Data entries
---*---
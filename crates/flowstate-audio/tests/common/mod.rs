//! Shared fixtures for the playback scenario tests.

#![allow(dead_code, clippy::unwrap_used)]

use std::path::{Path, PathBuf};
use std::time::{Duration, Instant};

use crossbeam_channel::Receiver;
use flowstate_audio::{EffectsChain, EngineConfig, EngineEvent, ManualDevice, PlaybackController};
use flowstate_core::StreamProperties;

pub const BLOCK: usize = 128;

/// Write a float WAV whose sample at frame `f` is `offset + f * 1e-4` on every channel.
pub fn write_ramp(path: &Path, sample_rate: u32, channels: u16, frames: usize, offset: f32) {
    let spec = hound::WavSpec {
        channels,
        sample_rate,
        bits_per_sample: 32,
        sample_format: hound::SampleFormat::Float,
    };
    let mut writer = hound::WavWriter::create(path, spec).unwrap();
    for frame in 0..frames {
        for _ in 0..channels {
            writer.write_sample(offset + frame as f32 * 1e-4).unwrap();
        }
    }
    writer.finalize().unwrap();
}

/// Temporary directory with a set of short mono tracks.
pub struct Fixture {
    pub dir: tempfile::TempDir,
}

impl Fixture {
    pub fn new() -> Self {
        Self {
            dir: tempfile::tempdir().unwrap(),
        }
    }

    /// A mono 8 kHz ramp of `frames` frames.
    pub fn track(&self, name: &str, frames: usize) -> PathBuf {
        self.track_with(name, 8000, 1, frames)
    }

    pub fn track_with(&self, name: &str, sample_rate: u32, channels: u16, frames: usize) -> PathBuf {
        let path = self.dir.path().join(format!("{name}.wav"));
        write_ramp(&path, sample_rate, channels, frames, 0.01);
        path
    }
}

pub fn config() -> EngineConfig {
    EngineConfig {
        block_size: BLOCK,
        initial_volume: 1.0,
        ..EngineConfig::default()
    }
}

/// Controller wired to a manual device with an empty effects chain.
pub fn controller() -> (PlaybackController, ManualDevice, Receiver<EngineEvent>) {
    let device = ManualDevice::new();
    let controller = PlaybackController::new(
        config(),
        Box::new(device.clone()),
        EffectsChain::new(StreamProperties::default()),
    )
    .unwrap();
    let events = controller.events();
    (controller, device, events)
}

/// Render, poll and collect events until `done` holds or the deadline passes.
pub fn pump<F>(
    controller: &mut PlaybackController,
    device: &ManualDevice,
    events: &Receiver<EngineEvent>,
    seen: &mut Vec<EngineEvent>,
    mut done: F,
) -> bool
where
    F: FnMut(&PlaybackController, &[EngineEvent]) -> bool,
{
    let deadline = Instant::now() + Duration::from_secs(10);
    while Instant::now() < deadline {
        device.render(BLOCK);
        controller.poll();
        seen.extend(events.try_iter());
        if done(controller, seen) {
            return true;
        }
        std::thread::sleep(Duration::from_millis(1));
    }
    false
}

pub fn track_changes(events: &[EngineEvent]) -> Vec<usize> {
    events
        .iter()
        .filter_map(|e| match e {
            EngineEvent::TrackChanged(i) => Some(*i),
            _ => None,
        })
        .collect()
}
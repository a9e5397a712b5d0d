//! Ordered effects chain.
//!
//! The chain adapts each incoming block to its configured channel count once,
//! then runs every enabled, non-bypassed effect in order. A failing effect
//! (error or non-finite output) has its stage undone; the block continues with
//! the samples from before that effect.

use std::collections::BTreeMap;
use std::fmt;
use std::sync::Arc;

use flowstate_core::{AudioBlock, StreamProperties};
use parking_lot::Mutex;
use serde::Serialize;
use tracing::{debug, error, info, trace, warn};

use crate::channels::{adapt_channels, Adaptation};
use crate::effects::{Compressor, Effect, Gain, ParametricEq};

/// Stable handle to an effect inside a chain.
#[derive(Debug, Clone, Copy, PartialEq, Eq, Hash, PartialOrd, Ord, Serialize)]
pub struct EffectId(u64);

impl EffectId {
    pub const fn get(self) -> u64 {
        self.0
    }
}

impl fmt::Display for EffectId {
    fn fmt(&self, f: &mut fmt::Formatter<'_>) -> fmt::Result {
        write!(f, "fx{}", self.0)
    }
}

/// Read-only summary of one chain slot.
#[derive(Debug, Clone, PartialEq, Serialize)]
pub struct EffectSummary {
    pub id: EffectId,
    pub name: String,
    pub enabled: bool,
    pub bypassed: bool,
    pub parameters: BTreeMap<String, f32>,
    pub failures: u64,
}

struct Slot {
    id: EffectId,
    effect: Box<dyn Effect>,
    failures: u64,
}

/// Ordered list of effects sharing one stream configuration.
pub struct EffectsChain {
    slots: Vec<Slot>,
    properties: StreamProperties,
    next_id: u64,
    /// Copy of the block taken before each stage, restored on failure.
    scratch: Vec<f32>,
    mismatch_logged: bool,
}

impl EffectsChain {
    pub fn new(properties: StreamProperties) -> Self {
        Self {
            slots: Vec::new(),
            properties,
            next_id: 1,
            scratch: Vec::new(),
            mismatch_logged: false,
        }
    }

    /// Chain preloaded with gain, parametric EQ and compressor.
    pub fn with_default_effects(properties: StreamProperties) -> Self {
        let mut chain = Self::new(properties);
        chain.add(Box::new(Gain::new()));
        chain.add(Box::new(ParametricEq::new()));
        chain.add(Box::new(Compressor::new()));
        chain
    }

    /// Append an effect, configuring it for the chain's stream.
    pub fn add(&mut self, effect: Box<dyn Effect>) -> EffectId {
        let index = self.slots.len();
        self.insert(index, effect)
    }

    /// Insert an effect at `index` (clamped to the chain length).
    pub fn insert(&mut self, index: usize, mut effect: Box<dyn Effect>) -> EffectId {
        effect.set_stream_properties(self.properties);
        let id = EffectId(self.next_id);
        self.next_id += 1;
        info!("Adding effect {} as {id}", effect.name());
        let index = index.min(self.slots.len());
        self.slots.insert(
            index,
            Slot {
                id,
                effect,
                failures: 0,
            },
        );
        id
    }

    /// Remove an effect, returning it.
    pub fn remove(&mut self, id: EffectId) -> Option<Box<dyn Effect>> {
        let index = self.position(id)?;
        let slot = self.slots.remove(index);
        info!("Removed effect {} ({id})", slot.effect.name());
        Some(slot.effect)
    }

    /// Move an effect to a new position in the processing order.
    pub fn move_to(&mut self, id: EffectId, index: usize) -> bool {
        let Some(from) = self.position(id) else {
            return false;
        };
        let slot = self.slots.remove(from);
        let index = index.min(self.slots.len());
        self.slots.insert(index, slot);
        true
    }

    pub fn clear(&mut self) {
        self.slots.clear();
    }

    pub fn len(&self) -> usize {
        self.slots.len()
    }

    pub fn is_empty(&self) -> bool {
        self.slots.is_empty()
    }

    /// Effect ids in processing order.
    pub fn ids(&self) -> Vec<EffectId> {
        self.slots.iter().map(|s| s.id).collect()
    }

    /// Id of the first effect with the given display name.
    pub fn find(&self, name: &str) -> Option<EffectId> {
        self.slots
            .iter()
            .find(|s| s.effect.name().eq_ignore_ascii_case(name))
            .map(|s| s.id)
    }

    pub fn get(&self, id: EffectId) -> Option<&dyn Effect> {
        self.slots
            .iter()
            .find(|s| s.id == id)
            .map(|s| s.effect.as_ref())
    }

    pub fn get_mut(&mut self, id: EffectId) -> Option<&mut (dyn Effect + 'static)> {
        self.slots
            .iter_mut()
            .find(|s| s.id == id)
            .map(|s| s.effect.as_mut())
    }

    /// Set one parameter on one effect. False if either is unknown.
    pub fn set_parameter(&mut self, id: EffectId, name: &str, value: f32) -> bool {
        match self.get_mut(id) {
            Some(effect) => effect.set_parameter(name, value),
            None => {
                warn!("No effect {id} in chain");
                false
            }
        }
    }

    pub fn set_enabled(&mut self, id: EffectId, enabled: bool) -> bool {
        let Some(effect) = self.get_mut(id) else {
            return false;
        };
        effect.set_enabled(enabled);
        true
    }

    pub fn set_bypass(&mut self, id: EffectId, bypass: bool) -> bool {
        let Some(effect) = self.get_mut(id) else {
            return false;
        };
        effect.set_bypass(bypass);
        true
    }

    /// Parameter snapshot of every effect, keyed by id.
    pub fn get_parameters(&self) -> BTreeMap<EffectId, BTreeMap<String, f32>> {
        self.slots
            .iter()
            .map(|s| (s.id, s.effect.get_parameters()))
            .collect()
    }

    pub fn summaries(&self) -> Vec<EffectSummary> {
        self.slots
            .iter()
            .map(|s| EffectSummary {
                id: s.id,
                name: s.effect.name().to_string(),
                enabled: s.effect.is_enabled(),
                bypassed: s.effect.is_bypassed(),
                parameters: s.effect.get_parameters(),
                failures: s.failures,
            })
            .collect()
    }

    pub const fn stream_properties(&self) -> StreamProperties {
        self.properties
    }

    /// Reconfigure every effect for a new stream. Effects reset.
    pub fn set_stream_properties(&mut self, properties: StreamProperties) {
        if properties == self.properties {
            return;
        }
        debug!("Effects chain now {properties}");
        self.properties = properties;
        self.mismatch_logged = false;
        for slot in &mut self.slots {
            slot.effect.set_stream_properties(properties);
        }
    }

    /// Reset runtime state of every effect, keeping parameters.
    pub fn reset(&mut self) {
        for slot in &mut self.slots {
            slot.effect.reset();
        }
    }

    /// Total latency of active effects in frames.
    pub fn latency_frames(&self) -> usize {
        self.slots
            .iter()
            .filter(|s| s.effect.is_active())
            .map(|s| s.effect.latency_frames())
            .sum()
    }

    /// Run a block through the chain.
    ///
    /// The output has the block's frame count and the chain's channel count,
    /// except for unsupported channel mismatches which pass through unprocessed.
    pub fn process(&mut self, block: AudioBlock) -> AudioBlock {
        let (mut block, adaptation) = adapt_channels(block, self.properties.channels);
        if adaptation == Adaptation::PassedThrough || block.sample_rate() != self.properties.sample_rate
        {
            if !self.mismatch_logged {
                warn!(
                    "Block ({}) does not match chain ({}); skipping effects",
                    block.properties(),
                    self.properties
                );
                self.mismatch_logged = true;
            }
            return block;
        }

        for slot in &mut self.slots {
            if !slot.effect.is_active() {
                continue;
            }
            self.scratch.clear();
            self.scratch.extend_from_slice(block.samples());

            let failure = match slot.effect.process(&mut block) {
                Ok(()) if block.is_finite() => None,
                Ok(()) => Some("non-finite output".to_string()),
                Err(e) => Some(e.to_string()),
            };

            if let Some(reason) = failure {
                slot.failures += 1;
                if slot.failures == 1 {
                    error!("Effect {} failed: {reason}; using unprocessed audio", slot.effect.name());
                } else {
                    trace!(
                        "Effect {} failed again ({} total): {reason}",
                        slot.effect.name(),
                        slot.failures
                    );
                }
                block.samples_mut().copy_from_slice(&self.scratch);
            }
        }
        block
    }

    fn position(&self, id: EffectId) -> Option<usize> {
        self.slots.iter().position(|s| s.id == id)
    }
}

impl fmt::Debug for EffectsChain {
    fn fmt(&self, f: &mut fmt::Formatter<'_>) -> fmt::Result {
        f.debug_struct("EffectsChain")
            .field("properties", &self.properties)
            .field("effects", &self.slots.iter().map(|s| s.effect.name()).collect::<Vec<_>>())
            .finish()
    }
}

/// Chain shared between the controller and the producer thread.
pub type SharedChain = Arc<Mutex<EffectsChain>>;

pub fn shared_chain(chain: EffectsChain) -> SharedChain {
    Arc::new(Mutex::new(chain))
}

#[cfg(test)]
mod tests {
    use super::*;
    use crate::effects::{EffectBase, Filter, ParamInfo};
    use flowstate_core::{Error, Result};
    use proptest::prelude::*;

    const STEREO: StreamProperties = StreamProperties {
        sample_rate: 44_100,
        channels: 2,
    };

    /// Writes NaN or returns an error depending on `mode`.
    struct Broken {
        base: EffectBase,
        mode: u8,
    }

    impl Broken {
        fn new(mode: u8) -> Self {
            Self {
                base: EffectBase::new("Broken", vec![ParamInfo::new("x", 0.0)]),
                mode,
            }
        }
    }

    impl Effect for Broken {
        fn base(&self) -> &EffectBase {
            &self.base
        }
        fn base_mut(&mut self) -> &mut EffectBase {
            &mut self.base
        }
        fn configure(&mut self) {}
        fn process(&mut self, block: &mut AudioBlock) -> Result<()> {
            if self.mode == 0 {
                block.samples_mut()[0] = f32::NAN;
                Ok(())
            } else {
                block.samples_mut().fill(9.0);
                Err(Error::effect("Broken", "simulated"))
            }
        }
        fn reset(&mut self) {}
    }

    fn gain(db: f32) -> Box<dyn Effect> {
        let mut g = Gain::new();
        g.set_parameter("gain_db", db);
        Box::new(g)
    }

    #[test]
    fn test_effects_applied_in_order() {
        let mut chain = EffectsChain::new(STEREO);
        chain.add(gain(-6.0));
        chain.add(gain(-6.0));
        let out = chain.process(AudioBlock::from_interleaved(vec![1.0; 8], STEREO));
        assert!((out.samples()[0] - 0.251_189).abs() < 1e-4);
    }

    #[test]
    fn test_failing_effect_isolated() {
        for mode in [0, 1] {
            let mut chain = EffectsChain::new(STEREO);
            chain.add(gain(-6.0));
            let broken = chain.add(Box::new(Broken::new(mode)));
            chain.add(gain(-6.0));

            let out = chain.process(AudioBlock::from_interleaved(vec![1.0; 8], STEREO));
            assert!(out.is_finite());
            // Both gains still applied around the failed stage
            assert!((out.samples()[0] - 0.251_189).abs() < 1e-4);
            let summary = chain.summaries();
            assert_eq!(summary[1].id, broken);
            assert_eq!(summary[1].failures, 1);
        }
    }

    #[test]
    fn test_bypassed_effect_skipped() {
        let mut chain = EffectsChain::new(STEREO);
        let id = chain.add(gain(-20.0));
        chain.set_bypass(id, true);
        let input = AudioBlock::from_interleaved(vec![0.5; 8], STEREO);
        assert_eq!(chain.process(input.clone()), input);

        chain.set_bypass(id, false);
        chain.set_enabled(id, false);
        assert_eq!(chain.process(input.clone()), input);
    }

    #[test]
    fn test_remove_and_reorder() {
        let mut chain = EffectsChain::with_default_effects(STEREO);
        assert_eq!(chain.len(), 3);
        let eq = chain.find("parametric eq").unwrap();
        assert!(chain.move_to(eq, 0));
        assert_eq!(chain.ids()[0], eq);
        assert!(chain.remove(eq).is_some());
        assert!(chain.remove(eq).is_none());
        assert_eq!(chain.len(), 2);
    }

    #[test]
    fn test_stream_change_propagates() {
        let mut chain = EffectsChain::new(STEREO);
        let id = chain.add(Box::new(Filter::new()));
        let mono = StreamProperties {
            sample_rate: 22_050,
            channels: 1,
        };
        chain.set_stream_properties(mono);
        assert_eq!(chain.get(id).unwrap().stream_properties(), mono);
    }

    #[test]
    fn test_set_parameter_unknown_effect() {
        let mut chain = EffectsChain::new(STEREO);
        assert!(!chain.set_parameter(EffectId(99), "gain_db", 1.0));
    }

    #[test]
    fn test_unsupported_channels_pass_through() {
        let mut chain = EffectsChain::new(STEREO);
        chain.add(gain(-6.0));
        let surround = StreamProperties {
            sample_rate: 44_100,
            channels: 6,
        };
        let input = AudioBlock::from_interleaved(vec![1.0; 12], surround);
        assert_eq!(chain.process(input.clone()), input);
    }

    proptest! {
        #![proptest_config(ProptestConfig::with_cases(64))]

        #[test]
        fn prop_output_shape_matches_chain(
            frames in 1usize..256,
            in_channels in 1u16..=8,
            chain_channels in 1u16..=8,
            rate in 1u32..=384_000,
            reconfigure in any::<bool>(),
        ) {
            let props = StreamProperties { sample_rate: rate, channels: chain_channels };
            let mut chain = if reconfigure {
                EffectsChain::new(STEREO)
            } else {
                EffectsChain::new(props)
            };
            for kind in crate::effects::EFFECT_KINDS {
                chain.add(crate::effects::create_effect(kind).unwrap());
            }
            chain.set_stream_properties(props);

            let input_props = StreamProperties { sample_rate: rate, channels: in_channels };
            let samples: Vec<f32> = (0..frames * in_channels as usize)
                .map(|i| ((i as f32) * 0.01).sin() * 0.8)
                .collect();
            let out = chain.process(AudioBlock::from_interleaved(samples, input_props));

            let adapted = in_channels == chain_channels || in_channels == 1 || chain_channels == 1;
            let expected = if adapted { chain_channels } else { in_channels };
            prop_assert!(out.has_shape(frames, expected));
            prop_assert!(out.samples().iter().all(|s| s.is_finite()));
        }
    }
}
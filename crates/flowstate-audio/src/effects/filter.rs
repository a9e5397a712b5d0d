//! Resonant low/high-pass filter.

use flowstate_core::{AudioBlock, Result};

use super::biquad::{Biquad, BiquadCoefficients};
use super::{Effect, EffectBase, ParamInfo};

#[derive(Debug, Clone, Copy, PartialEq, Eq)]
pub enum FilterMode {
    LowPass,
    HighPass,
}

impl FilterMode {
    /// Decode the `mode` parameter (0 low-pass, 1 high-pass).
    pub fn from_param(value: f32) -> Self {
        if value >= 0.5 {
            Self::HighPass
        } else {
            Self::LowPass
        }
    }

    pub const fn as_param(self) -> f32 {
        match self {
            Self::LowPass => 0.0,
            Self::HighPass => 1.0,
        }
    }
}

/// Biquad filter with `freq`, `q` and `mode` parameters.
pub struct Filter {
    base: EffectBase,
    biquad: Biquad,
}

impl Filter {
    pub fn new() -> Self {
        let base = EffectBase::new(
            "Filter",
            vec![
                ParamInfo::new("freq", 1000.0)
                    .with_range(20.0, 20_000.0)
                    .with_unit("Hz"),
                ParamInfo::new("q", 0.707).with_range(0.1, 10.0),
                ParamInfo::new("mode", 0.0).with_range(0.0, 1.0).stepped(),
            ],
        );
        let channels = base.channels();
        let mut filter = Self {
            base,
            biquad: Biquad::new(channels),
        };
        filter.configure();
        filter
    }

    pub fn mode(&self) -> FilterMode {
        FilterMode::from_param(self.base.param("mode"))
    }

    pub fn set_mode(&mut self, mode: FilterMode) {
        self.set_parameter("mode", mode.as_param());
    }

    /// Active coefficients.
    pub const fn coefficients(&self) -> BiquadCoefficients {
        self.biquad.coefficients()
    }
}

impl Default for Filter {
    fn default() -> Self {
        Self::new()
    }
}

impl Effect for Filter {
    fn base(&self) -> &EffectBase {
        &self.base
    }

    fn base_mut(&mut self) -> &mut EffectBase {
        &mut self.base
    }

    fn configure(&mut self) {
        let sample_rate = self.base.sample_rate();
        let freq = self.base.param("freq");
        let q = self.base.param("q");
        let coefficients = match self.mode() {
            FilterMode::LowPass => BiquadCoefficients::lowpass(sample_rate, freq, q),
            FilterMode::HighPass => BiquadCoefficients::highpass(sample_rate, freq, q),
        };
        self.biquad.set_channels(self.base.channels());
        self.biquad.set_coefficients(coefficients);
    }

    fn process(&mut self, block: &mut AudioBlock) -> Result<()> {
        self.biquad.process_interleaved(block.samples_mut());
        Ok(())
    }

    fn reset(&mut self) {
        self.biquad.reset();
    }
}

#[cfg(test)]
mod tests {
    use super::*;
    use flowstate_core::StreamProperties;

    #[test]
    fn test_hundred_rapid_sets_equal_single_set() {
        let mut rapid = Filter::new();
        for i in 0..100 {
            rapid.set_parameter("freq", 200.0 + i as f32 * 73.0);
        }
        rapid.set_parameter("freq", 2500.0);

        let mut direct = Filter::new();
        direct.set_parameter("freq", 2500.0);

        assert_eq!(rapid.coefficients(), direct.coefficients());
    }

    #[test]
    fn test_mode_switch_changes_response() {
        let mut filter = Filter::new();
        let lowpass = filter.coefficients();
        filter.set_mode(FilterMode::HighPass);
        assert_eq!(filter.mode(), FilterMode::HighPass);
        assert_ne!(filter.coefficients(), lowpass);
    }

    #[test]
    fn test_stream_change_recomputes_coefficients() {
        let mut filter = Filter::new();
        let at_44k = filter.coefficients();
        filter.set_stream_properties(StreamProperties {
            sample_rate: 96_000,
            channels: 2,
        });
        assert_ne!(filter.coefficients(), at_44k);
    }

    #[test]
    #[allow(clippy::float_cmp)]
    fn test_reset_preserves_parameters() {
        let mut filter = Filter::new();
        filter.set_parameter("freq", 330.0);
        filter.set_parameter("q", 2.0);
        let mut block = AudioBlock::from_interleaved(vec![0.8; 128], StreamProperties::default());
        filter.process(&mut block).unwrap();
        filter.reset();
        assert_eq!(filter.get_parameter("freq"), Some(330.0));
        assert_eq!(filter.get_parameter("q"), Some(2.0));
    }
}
---*---
** Brief **
All lines in the records above with "kind" need to be found and copied.

** Your response **
            for kind in crate::effects::EFFECT_KINDS {
                chain.add(crate::effects::create_effect(kind).unwrap());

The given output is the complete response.